Eileen Harbertson, a master’s student based at WSU’s Prosser research center, is investigating a new way to control grapevine vigor. Ideally, grapevines would produce a certain amount of green foliage and then stop sprouting leaves in order to focus their resources on fruit development.
Unfortunately for the fruit, a vine’s capacity for outgrowth is enormous and, ironically, pruning excess growth causes a hormonal cascade that generates even more new shoots.
“It can be a Herculean task to keep a high-capacity vine focused on ripening its fruit,” Harbertson said.
Viticulturists plan carefully to constrain vine vigor through controlled irrigation and matching planting sites with specific varieties and trellis types. But, Harbertson said, most aspects of vineyard infrastructure are capital intensive, and managers are reluctant to change things once they are in the ground.
Instead, she is researching the possibility of using a naturally occurring plant hormone to control vigor.
“My ongoing and future work includes testing strigolactone in combination with various pruning regimes in order to understand what the most effective, practical and economically viable protocol will be,” Harbertson said. “Along the way, I’m going to optimize certain analytical methods that will tell us how much strigolactone is in these plants naturally, as well as where the minimum threshold for effective vigor control lies.”
In Pullman, doctoral student Kathie Nicholson is investigating the possibility of detecting genetic differences in varietals and in clones within those varieties.
“The identification of varieties relies primarily on ampelography, the visual assessment of morphological features of the vine – primarily leaves, but also shoots, inflorescences, clusters and berries,” she said.

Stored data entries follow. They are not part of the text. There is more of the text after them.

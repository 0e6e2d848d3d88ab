use std::{collections::HashMap, rc::Rc};

use crate::{
    hint_processor::{
        builtin_hint_processor::{
            blake2s_utils::compute_blake2s,
            dict_hint_utils::{
                default_dict_new, dict_new, dict_read, dict_squash_copy_dict,
                dict_squash_update_ptr, dict_update, dict_write,
            },
            hint_code,
            math_utils::*,
            memcpy_hint_utils::{add_segment, enter_scope, exit_scope, memcpy_enter_scope},
            memset_utils::{memset_enter_scope, memset_step_loop},
            pow_utils::pow,
            print::print_felt,
            segments::{relocate_segment, temporary_array},
            signature::verify_ecdsa_signature,
            squash_dict_utils::{
                squash_dict, squash_dict_inner_assert_len_keys,
                squash_dict_inner_check_access_index, squash_dict_inner_continue_loop,
                squash_dict_inner_first_iteration, squash_dict_inner_len_assert,
                squash_dict_inner_next_key, squash_dict_inner_skip_loop,
                squash_dict_inner_used_accesses_assert,
            },
            uint256_utils::{split_64, uint256_add, uint256_sqrt, uint256_unsigned_div_rem},
        },
        hint_processor_definition::{get_ids_data, HintData, HintProcessorLogic, HintReference},
    },
    serde::deserialize_program::ApTracking,
    types::exec_scope::ExecutionScopes,
    vm::{
        errors::hint_errors::HintError,
        runners::cairo_runner::{ResourceTracker, RunResources},
        vm_core::VirtualMachine,
    },
    Felt252,
};

/// Every hint the builtin processor knows, resolved from its code once
/// when the program is loaded.
#[derive(Debug, Clone, PartialEq, Eq)]
pub enum Hint {
    AddSegment,
    TemporaryArray,
    RelocateSegment,
    VmEnterScope,
    VmExitScope,
    MemcpyEnterScope,
    MemcpyContinueCopying,
    MemsetEnterScope,
    MemsetContinueLoop,
    AssertNN,
    AssertNotZero,
    AssertNotEqual,
    IsNN,
    IsNNOutOfRange,
    IsLeFelt,
    IsPositive,
    AssertLtFelt,
    Assert250Bits,
    Is250Bits,
    SplitFelt,
    SplitInt,
    SplitIntAssertRange,
    Sqrt,
    UnsignedDivRem,
    SignedDivRem,
    Pow,
    GetFeltBitLength,
    DictNew,
    DefaultDictNew,
    DictRead,
    DictWrite,
    DictUpdate,
    DictSquashCopyDict,
    DictSquashUpdatePtr,
    SquashDict,
    SquashDictInnerSkipLoop,
    SquashDictInnerFirstIteration,
    SquashDictInnerCheckAccessIndex,
    SquashDictInnerContinueLoop,
    SquashDictInnerAssertLenKeys,
    SquashDictInnerLenAssert,
    SquashDictInnerUsedAccessesAssert,
    SquashDictInnerNextKey,
    Uint256Add,
    Split64,
    Uint256Sqrt,
    Uint256UnsignedDivRem,
    VerifyEcdsaSignature,
    Blake2sCompute,
    PrintFelt,
    /// Code outside the builtin set. It can still run if a hint with this
    /// exact code was registered through `add_hint`.
    Unrecognized(String),
}

impl Hint {
    pub fn from_code(code: &str) -> Hint {
        match code {
            hint_code::ADD_SEGMENT => Hint::AddSegment,
            hint_code::TEMPORARY_ARRAY => Hint::TemporaryArray,
            hint_code::RELOCATE_SEGMENT => Hint::RelocateSegment,
            hint_code::VM_ENTER_SCOPE => Hint::VmEnterScope,
            hint_code::VM_EXIT_SCOPE => Hint::VmExitScope,
            hint_code::MEMCPY_ENTER_SCOPE => Hint::MemcpyEnterScope,
            hint_code::MEMCPY_CONTINUE_COPYING => Hint::MemcpyContinueCopying,
            hint_code::MEMSET_ENTER_SCOPE => Hint::MemsetEnterScope,
            hint_code::MEMSET_CONTINUE_LOOP => Hint::MemsetContinueLoop,
            hint_code::ASSERT_NN => Hint::AssertNN,
            hint_code::ASSERT_NOT_ZERO => Hint::AssertNotZero,
            hint_code::ASSERT_NOT_EQUAL => Hint::AssertNotEqual,
            hint_code::IS_NN => Hint::IsNN,
            hint_code::IS_NN_OUT_OF_RANGE => Hint::IsNNOutOfRange,
            hint_code::IS_LE_FELT => Hint::IsLeFelt,
            hint_code::IS_POSITIVE => Hint::IsPositive,
            hint_code::ASSERT_LT_FELT => Hint::AssertLtFelt,
            hint_code::ASSERT_250_BITS => Hint::Assert250Bits,
            hint_code::IS_250_BITS => Hint::Is250Bits,
            hint_code::SPLIT_FELT => Hint::SplitFelt,
            hint_code::SPLIT_INT => Hint::SplitInt,
            hint_code::SPLIT_INT_ASSERT_RANGE => Hint::SplitIntAssertRange,
            hint_code::SQRT => Hint::Sqrt,
            hint_code::UNSIGNED_DIV_REM => Hint::UnsignedDivRem,
            hint_code::SIGNED_DIV_REM => Hint::SignedDivRem,
            hint_code::POW => Hint::Pow,
            hint_code::GET_FELT_BIT_LENGTH => Hint::GetFeltBitLength,
            hint_code::DICT_NEW => Hint::DictNew,
            hint_code::DEFAULT_DICT_NEW => Hint::DefaultDictNew,
            hint_code::DICT_READ => Hint::DictRead,
            hint_code::DICT_WRITE => Hint::DictWrite,
            hint_code::DICT_UPDATE => Hint::DictUpdate,
            hint_code::DICT_SQUASH_COPY_DICT => Hint::DictSquashCopyDict,
            hint_code::DICT_SQUASH_UPDATE_PTR => Hint::DictSquashUpdatePtr,
            hint_code::SQUASH_DICT => Hint::SquashDict,
            hint_code::SQUASH_DICT_INNER_SKIP_LOOP => Hint::SquashDictInnerSkipLoop,
            hint_code::SQUASH_DICT_INNER_FIRST_ITERATION => Hint::SquashDictInnerFirstIteration,
            hint_code::SQUASH_DICT_INNER_CHECK_ACCESS_INDEX => {
                Hint::SquashDictInnerCheckAccessIndex
            }
            hint_code::SQUASH_DICT_INNER_CONTINUE_LOOP => Hint::SquashDictInnerContinueLoop,
            hint_code::SQUASH_DICT_INNER_ASSERT_LEN_KEYS => Hint::SquashDictInnerAssertLenKeys,
            hint_code::SQUASH_DICT_INNER_LEN_ASSERT => Hint::SquashDictInnerLenAssert,
            hint_code::SQUASH_DICT_INNER_USED_ACCESSES_ASSERT => {
                Hint::SquashDictInnerUsedAccessesAssert
            }
            hint_code::SQUASH_DICT_INNER_NEXT_KEY => Hint::SquashDictInnerNextKey,
            hint_code::UINT256_ADD => Hint::Uint256Add,
            hint_code::SPLIT_64 => Hint::Split64,
            hint_code::UINT256_SQRT => Hint::Uint256Sqrt,
            hint_code::UINT256_UNSIGNED_DIV_REM => Hint::Uint256UnsignedDivRem,
            hint_code::VERIFY_ECDSA_SIGNATURE => Hint::VerifyEcdsaSignature,
            hint_code::BLAKE2S_COMPUTE => Hint::Blake2sCompute,
            hint_code::PRINT_FELT => Hint::PrintFelt,
            code => Hint::Unrecognized(code.to_string()),
        }
    }
}

#[allow(clippy::type_complexity)]
pub struct HintFunc(
    pub  Box<
        dyn Fn(
            &mut VirtualMachine,
            &mut ExecutionScopes,
            &HashMap<String, HintReference>,
            &ApTracking,
            &HashMap<String, Felt252>,
        ) -> Result<(), HintError>,
    >,
);

pub struct BuiltinHintProcessor {
    pub extra_hints: HashMap<String, Rc<HintFunc>>,
    run_resources: RunResources,
}

impl BuiltinHintProcessor {
    pub fn new_empty() -> Self {
        BuiltinHintProcessor {
            extra_hints: HashMap::new(),
            run_resources: RunResources::default(),
        }
    }

    pub fn new(extra_hints: HashMap<String, Rc<HintFunc>>, run_resources: RunResources) -> Self {
        BuiltinHintProcessor {
            extra_hints,
            run_resources,
        }
    }

    /// Registers `hint_func` to run whenever a hint's code is exactly
    /// `hint_code`. Builtin codes keep their builtin behavior.
    pub fn add_hint(&mut self, hint_code: String, hint_func: Rc<HintFunc>) {
        self.extra_hints.insert(hint_code, hint_func);
    }
}

impl HintProcessorLogic for BuiltinHintProcessor {
    fn compile_hint(
        &self,
        hint_code: &str,
        ap_tracking_data: &ApTracking,
        reference_ids: &HashMap<String, usize>,
        references: &[HintReference],
    ) -> Result<HintData, HintError> {
        let ids_data = get_ids_data(reference_ids, references)?;
        let hint_data = HintData::new(hint_code, ids_data, *ap_tracking_data);
        if let Hint::Unrecognized(code) = &hint_data.kind {
            if !self.extra_hints.contains_key(code) {
                return Err(HintError::UnknownHint(code.clone().into_boxed_str()));
            }
        }
        Ok(hint_data)
    }

    fn execute_hint(
        &mut self,
        vm: &mut VirtualMachine,
        exec_scopes: &mut ExecutionScopes,
        hint_data: &HintData,
        constants: &HashMap<String, Felt252>,
    ) -> Result<(), HintError> {
        let ids_data = &hint_data.ids_data;
        let ap_tracking = &hint_data.ap_tracking;
        match &hint_data.kind {
            Hint::AddSegment => add_segment(vm),
            Hint::TemporaryArray => temporary_array(vm, ids_data, ap_tracking),
            Hint::RelocateSegment => relocate_segment(vm, ids_data, ap_tracking),
            Hint::VmEnterScope => enter_scope(exec_scopes),
            Hint::VmExitScope => exit_scope(exec_scopes),
            Hint::MemcpyEnterScope => memcpy_enter_scope(vm, exec_scopes, ids_data, ap_tracking),
            Hint::MemcpyContinueCopying => {
                memset_step_loop(vm, exec_scopes, ids_data, ap_tracking, "continue_copying")
            }
            Hint::MemsetEnterScope => memset_enter_scope(vm, exec_scopes, ids_data, ap_tracking),
            Hint::MemsetContinueLoop => {
                memset_step_loop(vm, exec_scopes, ids_data, ap_tracking, "continue_loop")
            }
            Hint::AssertNN => assert_nn(vm, ids_data, ap_tracking),
            Hint::AssertNotZero => assert_not_zero(vm, ids_data, ap_tracking),
            Hint::AssertNotEqual => assert_not_equal(vm, ids_data, ap_tracking),
            Hint::IsNN => is_nn(vm, ids_data, ap_tracking),
            Hint::IsNNOutOfRange => is_nn_out_of_range(vm, ids_data, ap_tracking),
            Hint::IsLeFelt => is_le_felt(vm, ids_data, ap_tracking),
            Hint::IsPositive => is_positive(vm, ids_data, ap_tracking),
            Hint::AssertLtFelt => assert_lt_felt(vm, ids_data, ap_tracking),
            Hint::Assert250Bits => assert_250_bit(vm, ids_data, ap_tracking, constants),
            Hint::Is250Bits => is_250_bits(vm, ids_data, ap_tracking),
            Hint::SplitFelt => split_felt(vm, ids_data, ap_tracking),
            Hint::SplitInt => split_int(vm, ids_data, ap_tracking),
            Hint::SplitIntAssertRange => split_int_assert_range(vm, ids_data, ap_tracking),
            Hint::Sqrt => sqrt(vm, ids_data, ap_tracking),
            Hint::UnsignedDivRem => unsigned_div_rem(vm, ids_data, ap_tracking),
            Hint::SignedDivRem => signed_div_rem(vm, ids_data, ap_tracking),
            Hint::Pow => pow(vm, ids_data, ap_tracking),
            Hint::GetFeltBitLength => get_felt_bit_length(vm, ids_data, ap_tracking),
            Hint::DictNew => dict_new(vm, exec_scopes),
            Hint::DefaultDictNew => default_dict_new(vm, exec_scopes, ids_data, ap_tracking),
            Hint::DictRead => dict_read(vm, exec_scopes, ids_data, ap_tracking),
            Hint::DictWrite => dict_write(vm, exec_scopes, ids_data, ap_tracking),
            Hint::DictUpdate => dict_update(vm, exec_scopes, ids_data, ap_tracking),
            Hint::DictSquashCopyDict => {
                dict_squash_copy_dict(vm, exec_scopes, ids_data, ap_tracking)
            }
            Hint::DictSquashUpdatePtr => {
                dict_squash_update_ptr(vm, exec_scopes, ids_data, ap_tracking)
            }
            Hint::SquashDict => squash_dict(vm, exec_scopes, ids_data, ap_tracking),
            Hint::SquashDictInnerSkipLoop => {
                squash_dict_inner_skip_loop(vm, exec_scopes, ids_data, ap_tracking)
            }
            Hint::SquashDictInnerFirstIteration => {
                squash_dict_inner_first_iteration(vm, exec_scopes, ids_data, ap_tracking)
            }
            Hint::SquashDictInnerCheckAccessIndex => {
                squash_dict_inner_check_access_index(vm, exec_scopes, ids_data, ap_tracking)
            }
            Hint::SquashDictInnerContinueLoop => {
                squash_dict_inner_continue_loop(vm, exec_scopes, ids_data, ap_tracking)
            }
            Hint::SquashDictInnerAssertLenKeys => squash_dict_inner_assert_len_keys(exec_scopes),
            Hint::SquashDictInnerLenAssert => squash_dict_inner_len_assert(exec_scopes),
            Hint::SquashDictInnerUsedAccessesAssert => {
                squash_dict_inner_used_accesses_assert(vm, exec_scopes, ids_data, ap_tracking)
            }
            Hint::SquashDictInnerNextKey => {
                squash_dict_inner_next_key(vm, exec_scopes, ids_data, ap_tracking)
            }
            Hint::Uint256Add => uint256_add(vm, ids_data, ap_tracking, constants),
            Hint::Split64 => split_64(vm, ids_data, ap_tracking),
            Hint::Uint256Sqrt => uint256_sqrt(vm, ids_data, ap_tracking),
            Hint::Uint256UnsignedDivRem => uint256_unsigned_div_rem(vm, ids_data, ap_tracking),
            Hint::VerifyEcdsaSignature => verify_ecdsa_signature(vm, ids_data, ap_tracking),
            Hint::Blake2sCompute => compute_blake2s(vm, ids_data, ap_tracking),
            Hint::PrintFelt => print_felt(vm, ids_data, ap_tracking),
            Hint::Unrecognized(code) => match self.extra_hints.get(code) {
                Some(hint_func) => hint_func.0(vm, exec_scopes, ids_data, ap_tracking, constants),
                None => Err(HintError::UnknownHint(code.clone().into_boxed_str())),
            },
        }
    }
}

impl ResourceTracker for BuiltinHintProcessor {
    fn consume_step(&mut self) {
        self.run_resources.consume_step();
    }

    fn consumed(&self) -> bool {
        self.run_resources.consumed()
    }

    fn get_n_steps(&self) -> Option<usize> {
        self.run_resources.get_n_steps()
    }

    fn run_resources(&self) -> &RunResources {
        &self.run_resources
    }
}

“Clonal identification is dependent on precise record keeping and the faith that each cutting from a particular clone is properly labeled and tracked,” she said.
“With ampelography, a lot is left to the subjective interpretation of plant features, while with cloning there is always the possibility of record-keeping errors or of plant material getting switched around,” she said. “So we really need a reliable method for identifying varieties and their clones.”
Faculty mentor grad students
Yun Zhang and Eileen Harbertson are both graduate students mentored by WSU Chateau Ste. Michelle Distinguished Professor of Viticulture Markus Keller. Learn more about research in Keller’s lab at http://bit.ly/kellervit.
Kathleen Wang is a graduate student working with viticulturist and assistant professor Bhaskar Bondada at WSU Tri-Cities. Learn more about Bondada’s work at http://bit.ly/uixMeL.
Kathie Nicholson is a graduate student working under the mentorship of horticultural genomicist Amit Dhingra. Learn more about research in Dhingra’s lab at http://bit.ly/sCRADO.
Nicholson has her work cut out for her. Grape varieties have been successfully distinguished using modern DNA analysis, but the differences among clones are much more subtle. She will have to break new ground to develop a test that can detect minute molecular differences.
Her work is no mere academic exercise, though. As part of her recently completed master’s work, Nicholson surveyed both winemakers and consumers in order to get a picture of how each group ranks their awareness and the importance of clones. Both winemakers and wine drinkers are interested in clonal varieties.
Nicholson suspects that, just as differentiation of variety and vineyard have helped wineries market the distinctiveness of their product from others, clonal varieties will offer consumers new choices and marketers new leverage to expand the rapidly growing industry.